Il nuovo rapporto Eurostat sulla demografia nell’Ue segnala un aumento complessivo degli abitanti, che superano quota 512 milioni. Ma il saldo positivo si deve solo alle migrazioni, mentre i decessi superano le nascite. In un anno 90mila neonati in meno. L’Irlanda è il Paese con la maggior percentuale di bebè, l’Italia – assieme ai Paesi del sud – è in fondo alla classifica.
La popolazione europea cresce, anche se i decessi superano le culle; il saldo migratorio evita un eccessivo invecchiamento dell’Ue. E si conferma lo stallo delle nascite, con l’Italia fanalino di coda. Eurostat, l’istituto statistico della Commissione europea, presenta i dati demografici dei 28 Paesi aderenti all’Unione al 1° gennaio 2018, confermando alcune tendenze note e mettendone in mostra altre non sempre considerate a dovere. Fra queste, una Europa divisa nettamente in due proprio in relazione alla natalità: le nazioni del nord mostrano saldi positivi, spesso in crescita; i Paesi mediterranei sono tutti in crisi-bebè.
Più morti che nati. I numeri parlano da sé. “Al primo gennaio 2018 la popolazione dell’Unione europea era stimata a 512,6 milioni di residenti, contro i 511,5 dell’anno precedente”, si legge nel rapporto Eurostat diffuso a Bruxelles. “Nel corso del 2017 sono stati registrati più decessi rispetto alle nascite”: 5,3 milioni i morti, 5,1 i neonati. “Ciò significa che la variazione naturale della popolazione Ue è negativa. La variazione demografica con saldo positivo (+1,1 milione di abitanti supplementari) è quindi dovuta al saldo migratorio”. Al di là di ogni polemica attorno alle migrazioni, si tratta di un dato da non trascurare.
Chi sale e chi scende. Il Paese più popoloso rimane, ovviamente, la Germania, con i suoi 82,9 milioni di abitanti (oltre il 16% del totale della popolazione Ue), seguita da Francia (67,2), Regno Unito (66,2), Italia (60,5), Spagna (46,7), Polonia (38,0). Malta, Lussemburgo e Cipro – con meno di un milione di abitanti – sono gli Stati demograficamente più piccoli. Malta, però, registra una “strana” crescita della popolazione: +32,9 per mille abitanti nel corso del 2017 (si è avuta di recente una feroce polemica sulla concessione della cittadinanza nell’isola). Crescono anche Lussemburgo, Svezia, Irlanda. All’opposto perdono popolazione Paesi con poche nascite e soprattutto con saldo migratorio nullo o negativo (con giovani e lavoratori che fanno le valigie diretti in altri Stati Ue): si tratta in particolare di Lituania (-13,8 per mille abitanti), Croazia, Lettonia, Bulgaria, Romania. Saldo negativo anche per Italia (-1,7 per mille, passando da 60 milioni 589mila abitanti a 60 milioni 484mila), Grecia, Lettonia, Ungheria e Portogallo.

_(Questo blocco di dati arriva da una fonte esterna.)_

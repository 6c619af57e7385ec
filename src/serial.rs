//! Random certificate serial numbers.
//!
//! Serials are 160-bit values drawn from the thread-local CSPRNG, so every
//! value lies in `[0, 2^160)`. Nothing is persisted; uniqueness rests on the
//! size of the space.

use std::fmt;

use der::{Decode, Encode, asn1::UintRef};
use rand::RngCore;
use x509_cert::serial_number::SerialNumber;

use crate::error::Result;

/// A certificate serial number, stored as 20 big-endian bytes.
#[derive(Clone, Copy, Debug, PartialEq, Eq, Hash, PartialOrd, Ord)]
pub struct Serial([u8; Serial::LEN]);

impl Serial {
    pub const LEN: usize = 20;

    pub fn from_bytes(bytes: [u8; Serial::LEN]) -> Self {
        Serial(bytes)
    }

    pub fn as_bytes(&self) -> &[u8; Serial::LEN] {
        &self.0
    }

    /// Encodes the serial as a non-negative DER INTEGER.
    ///
    /// Values with the top bit set need a leading zero octet, giving 21
    /// content octets. `SerialNumber::new` refuses those, so the value is
    /// routed through the decoder, which accepts them.
    pub fn to_serial_number(&self) -> Result<SerialNumber> {
        let encoded = UintRef::new(&self.0)?.to_der()?;
        Ok(SerialNumber::from_der(&encoded)?)
    }
}

impl fmt::Display for Serial {
    fn fmt(&self, f: &mut fmt::Formatter<'_>) -> fmt::Result {
        f.write_str(&hex(&self.0))
    }
}

/// Lowercase hex, as serials and key identifiers appear in logs.
pub(crate) fn hex(bytes: &[u8]) -> String {
    bytes.iter().map(|b| format!("{b:02x}")).collect()
}

/// Draws a fresh serial number.
pub fn next_serial() -> Serial {
    let mut bytes = [0u8; Serial::LEN];
    rand::rng().fill_bytes(&mut bytes);
    Serial(bytes)
}
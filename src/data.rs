use indicatif::{ProgressBar, ProgressStyle};
use std::fmt;
use std::io::Write;
use std::path::{Path, PathBuf};

use crate::error::Result;
use crate::sanity::{SanityLog, SanitySummary};

/// Extension shared by every COCO image file.
pub const IMAGE_EXTENSION: &str = "jpg";

/// Prefix under which the COCO images and annotation checkouts live.
pub const DEFAULT_DATA_ROOT: &str = "/mnt/disks/nlpvnhub/dinhanhx";

/// Width COCO pads numeric image ids to in file names.
pub const IMAGE_ID_WIDTH: usize = 12;

#[derive(Debug, Clone, Copy, PartialEq, Eq, Hash, PartialOrd, Ord, clap::ValueEnum)]
pub enum Split {
    Train,
    Val,
    Test,
}

impl fmt::Display for Split {
    fn fmt(&self, f: &mut fmt::Formatter<'_>) -> fmt::Result {
        match self {
            Split::Train => write!(f, "train"),
            Split::Val => write!(f, "val"),
            Split::Test => write!(f, "test"),
        }
    }
}

/// `42` -> `000000000042.jpg`
pub fn image_file_name(image_id: u64) -> String {
    format!("{:0width$}.{}", image_id, IMAGE_EXTENSION, width = IMAGE_ID_WIDTH)
}

pub fn resolve_image_path(img_dir: &Path, image_id: u64) -> PathBuf {
    img_dir.join(image_file_name(image_id))
}

/// Inverse of [`image_file_name`]. Only accepts a stem of exactly
/// `IMAGE_ID_WIDTH` ASCII digits followed by the image extension.
pub fn image_id_from_path(path: &Path) -> Option<u64> {
    let ext = path.extension().and_then(|e| e.to_str())?;
    if ext != IMAGE_EXTENSION {
        return None;
    }
    let stem = path.file_stem().and_then(|s| s.to_str())?;
    if stem.len() != IMAGE_ID_WIDTH || !stem.bytes().all(|b| b.is_ascii_digit()) {
        return None;
    }
    stem.parse().ok()
}

/// Common surface of the per-dataset annotation readers.
pub trait DataUnpacker {
    type Record: fmt::Display;

    /// Logger name written into the sanity log.
    fn name(&self) -> &'static str;

    /// Record at `index` of `split` and the image it refers to.
    /// `None` is the "not found" pair.
    fn get_item(
        &self,
        index: usize,
        split: Split,
    ) -> Result<Option<(Self::Record, PathBuf)>>;

    /// Walks every split and reports images that are missing or misplaced.
    fn run_sanity_check<W: Write>(&self, log: &mut SanityLog<W>) -> Result<SanitySummary>;

    /// De-duplicated, sorted image paths used for statistics.
    fn get_image_list(&self) -> Result<Vec<PathBuf>>;
}

pub(crate) fn progress_bar(len: Option<u64>, visible: bool, message: String) -> ProgressBar {
    if !visible {
        return ProgressBar::hidden();
    }
    let pb = match len {
        Some(len) => ProgressBar::new(len),
        None => ProgressBar::new_spinner(),
    };
    let template = if len.is_some() {
        "{msg} [{bar:40}] {pos}/{len} ({elapsed})"
    } else {
        "{spinner} {msg} {pos} records ({elapsed})"
    };
    if let Ok(style) = ProgressStyle::with_template(template) {
        pb.set_style(style);
    }
    pb.set_message(message);
    pb
}

#[cfg(test)]
mod tests {
    use super::*;

    #[test]
    fn test_image_file_name_is_zero_padded() {
        assert_eq!(image_file_name(42), "000000000042.jpg");
        assert_eq!(image_file_name(0), "000000000000.jpg");
        assert_eq!(image_file_name(999_999_999_999), "999999999999.jpg");
    }

    #[test]
    fn test_resolve_image_path() {
        let path = resolve_image_path(Path::new("/data/train2017"), 391895);
        assert_eq!(path, PathBuf::from("/data/train2017/000000391895.jpg"));
    }

    #[test]
    fn test_path_id_round_trip() {
        let dir = Path::new("/coco/val2017");
        for id in [0u64, 1, 9, 10, 139, 391_895, 123_456_789_012, 999_999_999_999] {
            let path = resolve_image_path(dir, id);
            assert_eq!(image_id_from_path(&path), Some(id));
            assert_eq!(resolve_image_path(dir, image_id_from_path(&path).unwrap()), path);
        }
    }

    #[test]
    fn test_image_id_from_path_rejects_other_names() {
        assert_eq!(image_id_from_path(Path::new("42.jpg")), None);
        assert_eq!(image_id_from_path(Path::new("000000000042.png")), None);
        assert_eq!(image_id_from_path(Path::new("00000000004x.jpg")), None);
        assert_eq!(image_id_from_path(Path::new("000000000042")), None);
    }

    #[test]
    fn test_split_display() {
        assert_eq!(Split::Train.to_string(), "train");
        assert_eq!(Split::Val.to_string(), "val");
        assert_eq!(Split::Test.to_string(), "test");
    }
}
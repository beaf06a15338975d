use anyhow::{Context, Result};
use plotters::prelude::*;
use std::fs::File;
use std::path::Path;

use crate::stats::ImageMeasurement;

pub fn load_measurements(csv_path: &Path) -> Result<Vec<ImageMeasurement>> {
    let file = File::open(csv_path)
        .with_context(|| format!("Failed to open measurements {}", csv_path.display()))?;
    let mut rdr = csv::Reader::from_reader(file);

    let mut measurements = Vec::new();
    for result in rdr.deserialize() {
        let record: ImageMeasurement = result?;
        measurements.push(record);
    }
    Ok(measurements)
}

pub fn generate_plots(csv_path: &Path, out_png: &Path) -> Result<usize> {
    let measurements = load_measurements(csv_path)?;
    if measurements.is_empty() {
        anyhow::bail!("No measurements in {}", csv_path.display());
    }
    draw_dimensions(&measurements, out_png)?;
    Ok(measurements.len())
}

fn draw_dimensions(measurements: &[ImageMeasurement], out_png: &Path) -> Result<()> {
    let root = BitMapBackend::new(out_png, (1024, 800)).into_drawing_area();
    root.fill(&WHITE)?;

    let max_w = measurements.iter().map(|m| m.width).max().unwrap_or(0);
    let max_h = measurements.iter().map(|m| m.height).max().unwrap_or(0);

    let mut chart = ChartBuilder::on(&root)
        .caption("Image Dimensions", ("sans-serif", 40))
        .margin(20)
        .x_label_area_size(50)
        .y_label_area_size(60)
        .build_cartesian_2d(0u32..(max_w + max_w / 20 + 1), 0u32..(max_h + max_h / 20 + 1))?;

    chart
        .configure_mesh()
        .x_desc("Width (px)")
        .y_desc("Height (px)")
        .draw()?;

    let color = Palette99::pick(0);
    chart.draw_series(
        measurements
            .iter()
            .map(|m| Circle::new((m.width, m.height), 2, color.mix(0.4).filled())),
    )?;

    root.present()?;
    Ok(())
}
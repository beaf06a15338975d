use anyhow::Result;
use caption_audit::viz;
use std::env;
use std::path::PathBuf;

fn main() -> Result<()> {
    // Optional CSV and PNG paths, otherwise defaults
    let args: Vec<String> = env::args().collect();
    let arg_or = |i: usize, default: &str| {
        PathBuf::from(args.get(i).map_or(default, String::as_str))
    };
    let measurements_csv = arg_or(1, "image_dimensions.csv");
    let out_png = arg_or(2, "image_dimensions.png");

    println!("Plotting image dimensions from {}...", measurements_csv.display());
    let count = viz::generate_plots(&measurements_csv, &out_png)?;
    println!("Done! Plotted {} images to {}.", count, out_png.display());

    Ok(())
}
//! ViVQA: Vietnamese question/answer pairs over COCO images.
//!
//! Annotations are CSV files (train/test). Images may live in either
//! `train2017` or `val2017`; `train2017` is the expected home.

use serde::Deserialize;
use std::collections::BTreeSet;
use std::fmt;
use std::fs::File;
use std::io::{BufReader, Write};
use std::path::{Path, PathBuf};

use crate::data::{progress_bar, resolve_image_path, DataUnpacker, Split, DEFAULT_DATA_ROOT};
use crate::error::{AuditError, Result};
use crate::sanity::{SanityLog, SanitySummary};

pub const SANITY_LOG_FILE: &str = "ViVQA_sanity_check.log";

#[derive(Debug, Clone, PartialEq, Eq)]
pub struct ViVqaMeta {
    /// Holds the COCO `train2017` and `val2017` directories.
    pub img_root_dir: PathBuf,
    /// Checkout of github.com/kh4nh12/ViVQA.
    pub csv_dir: PathBuf,
    pub img_train_dir: PathBuf,
    pub img_val_dir: PathBuf,
    pub train_file: PathBuf,
    pub test_file: PathBuf,
}

impl ViVqaMeta {
    pub fn new(img_root_dir: impl Into<PathBuf>, csv_dir: impl Into<PathBuf>) -> Self {
        let img_root_dir = img_root_dir.into();
        let csv_dir = csv_dir.into();
        Self {
            img_train_dir: img_root_dir.join("train2017"),
            img_val_dir: img_root_dir.join("val2017"),
            train_file: csv_dir.join("train.csv"),
            test_file: csv_dir.join("test.csv"),
            img_root_dir,
            csv_dir,
        }
    }

    /// Standard layout below `root`: COCO dirs directly inside, CSVs in `ViVQA-main/`.
    pub fn from_root(root: impl AsRef<Path>) -> Self {
        let root = root.as_ref();
        Self::new(root, root.join("ViVQA-main"))
    }

    pub fn split_file(&self, split: Split) -> Result<&Path> {
        match split {
            Split::Train => Ok(&self.train_file),
            Split::Test => Ok(&self.test_file),
            Split::Val => Err(AuditError::UnknownSplit(split)),
        }
    }

    pub fn splits(&self) -> [Split; 2] {
        [Split::Train, Split::Test]
    }

    /// Candidate image directories in lookup priority order.
    pub fn image_dirs(&self) -> [&Path; 2] {
        [self.img_train_dir.as_path(), self.img_val_dir.as_path()]
    }
}

impl Default for ViVqaMeta {
    fn default() -> Self {
        Self::from_root(DEFAULT_DATA_ROOT)
    }
}

#[derive(Debug, Clone, PartialEq, Eq, Deserialize)]
pub struct QuestionRecord {
    pub question: String,
    pub answer: String,
    pub img_id: u64,
    #[serde(rename = "type", default)]
    pub kind: Option<i64>,
}

impl fmt::Display for QuestionRecord {
    fn fmt(&self, f: &mut fmt::Formatter<'_>) -> fmt::Result {
        write!(
            f,
            "{{'question': '{}', 'answer': '{}', 'img_id': {}",
            self.question, self.answer, self.img_id
        )?;
        if let Some(kind) = self.kind {
            write!(f, ", 'type': {}", kind)?;
        }
        write!(f, "}}")
    }
}

pub struct ViVqaUnpacker {
    meta: ViVqaMeta,
    show_progress: bool,
}

impl ViVqaUnpacker {
    pub fn new(meta: ViVqaMeta) -> Self {
        Self {
            meta,
            show_progress: false,
        }
    }

    pub fn with_progress(mut self, show_progress: bool) -> Self {
        self.show_progress = show_progress;
        self
    }

    /// Every candidate location of `record`'s image that exists, in priority order.
    fn existing_images(&self, record: &QuestionRecord) -> Vec<(usize, PathBuf)> {
        self.meta
            .image_dirs()
            .iter()
            .enumerate()
            .map(|(rank, dir)| (rank, resolve_image_path(dir, record.img_id)))
            .filter(|(_, path)| path.is_file())
            .collect()
    }

    /// Streams `path` row by row, calling `visit` on each record.
    fn for_each_record<F>(&self, path: &Path, message: String, mut visit: F) -> Result<()>
    where
        F: FnMut(QuestionRecord) -> Result<()>,
    {
        let file = File::open(path).map_err(|e| AuditError::io(path, e))?;
        let mut rdr = csv::Reader::from_reader(BufReader::new(file));
        let pb = progress_bar(None, self.show_progress, message);
        for result in rdr.deserialize() {
            let record: QuestionRecord = result.map_err(|source| AuditError::Csv {
                path: path.to_path_buf(),
                source,
            })?;
            visit(record)?;
            pb.inc(1);
        }
        pb.finish_and_clear();
        Ok(())
    }
}

impl DataUnpacker for ViVqaUnpacker {
    type Record = QuestionRecord;

    fn name(&self) -> &'static str {
        "vivqa"
    }

    /// Rows are counted whether or not their image exists; a row whose image
    /// is in neither directory yields `None`.
    fn get_item(
        &self,
        index: usize,
        split: Split,
    ) -> Result<Option<(QuestionRecord, PathBuf)>> {
        let target = self.meta.split_file(split)?;
        let file = File::open(target).map_err(|e| AuditError::io(target, e))?;
        let mut rdr = csv::Reader::from_reader(BufReader::new(file));

        // Rows before `index` are still parsed so a malformed one is reported.
        for (i, result) in rdr.deserialize::<QuestionRecord>().enumerate() {
            let record = result.map_err(|source| AuditError::Csv {
                path: target.to_path_buf(),
                source,
            })?;
            if i == index {
                let found = self.existing_images(&record).into_iter().next();
                return Ok(found.map(|(_, img_file)| (record, img_file)));
            }
        }
        Ok(None)
    }

    fn run_sanity_check<W: Write>(&self, log: &mut SanityLog<W>) -> Result<SanitySummary> {
        let mut summary = SanitySummary::default();
        let (warnings_before, infos_before) = (log.warnings(), log.infos());

        let mut seen_dirs = BTreeSet::new();
        for dir in self.meta.image_dirs() {
            if seen_dirs.insert(dir) && !dir.exists() {
                log.warn(format_args!("{} does not exist", dir.display()))?;
            }
        }

        for split in self.meta.splits() {
            let target = self.meta.split_file(split)?;
            self.for_each_record(target, format!("Checking {}", split), |record| {
                let found = self.existing_images(&record);
                for (rank, img_file) in &found {
                    if *rank != 0 {
                        log.info(format_args!(
                            "{} @ {} has {}",
                            record,
                            target.display(),
                            img_file.display()
                        ))?;
                    }
                }
                if found.is_empty() {
                    log.warn(format_args!(
                        "{} @ {} has no image",
                        record,
                        target.display()
                    ))?;
                }
                summary.records += 1;
                Ok(())
            })?;
        }

        log.flush()?;
        summary.warnings = log.warnings() - warnings_before;
        summary.infos = log.infos() - infos_before;
        tracing::info!("ViVQA sanity check: {}", summary);
        Ok(summary)
    }

    /// Only the test split feeds the statistics.
    fn get_image_list(&self) -> Result<Vec<PathBuf>> {
        let target = self.meta.split_file(Split::Test)?;
        let mut image_set = BTreeSet::new();
        self.for_each_record(target, "Listing test".to_string(), |record| {
            image_set.extend(self.existing_images(&record).into_iter().map(|(_, p)| p));
            Ok(())
        })?;
        tracing::info!("ViVQA test split references {} images on disk", image_set.len());
        Ok(image_set.into_iter().collect())
    }
}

Irlanda felix. Ma è sul tasso di natalità che i dati diventano impressionanti: Eurostat conferma in questo caso tendenze risapute Stato per Stato, eppure il confronto su scala europea rende i numeri ancora più significativi. “Nel corso del 2017 sono state registrate 5,1 milioni di nascite nell’Unione europea, ovvero 90mila in meno dell’anno precedente”. Tra gli Stati membri i tassi di natalità più elevati si sono verificati – si legge ancora nel rapporto statistico – in Irlanda (12,9 per mille residenti). L’isola verde è seguita a breve distanza da Svezia, Regno Unito, Francia, Danimarca, Lussemburgo. “I tassi di natalità più bassi si sono invece verificati nei Paesi dell’Europa meridionale: Italia (7,6 nascite per mille abitanti), Grecia, Portogallo, Spagna, Croazia”. Una nuova “cortina di ferro” – non più tra est e ovest, ma tra nord e sud – divide in due il continente.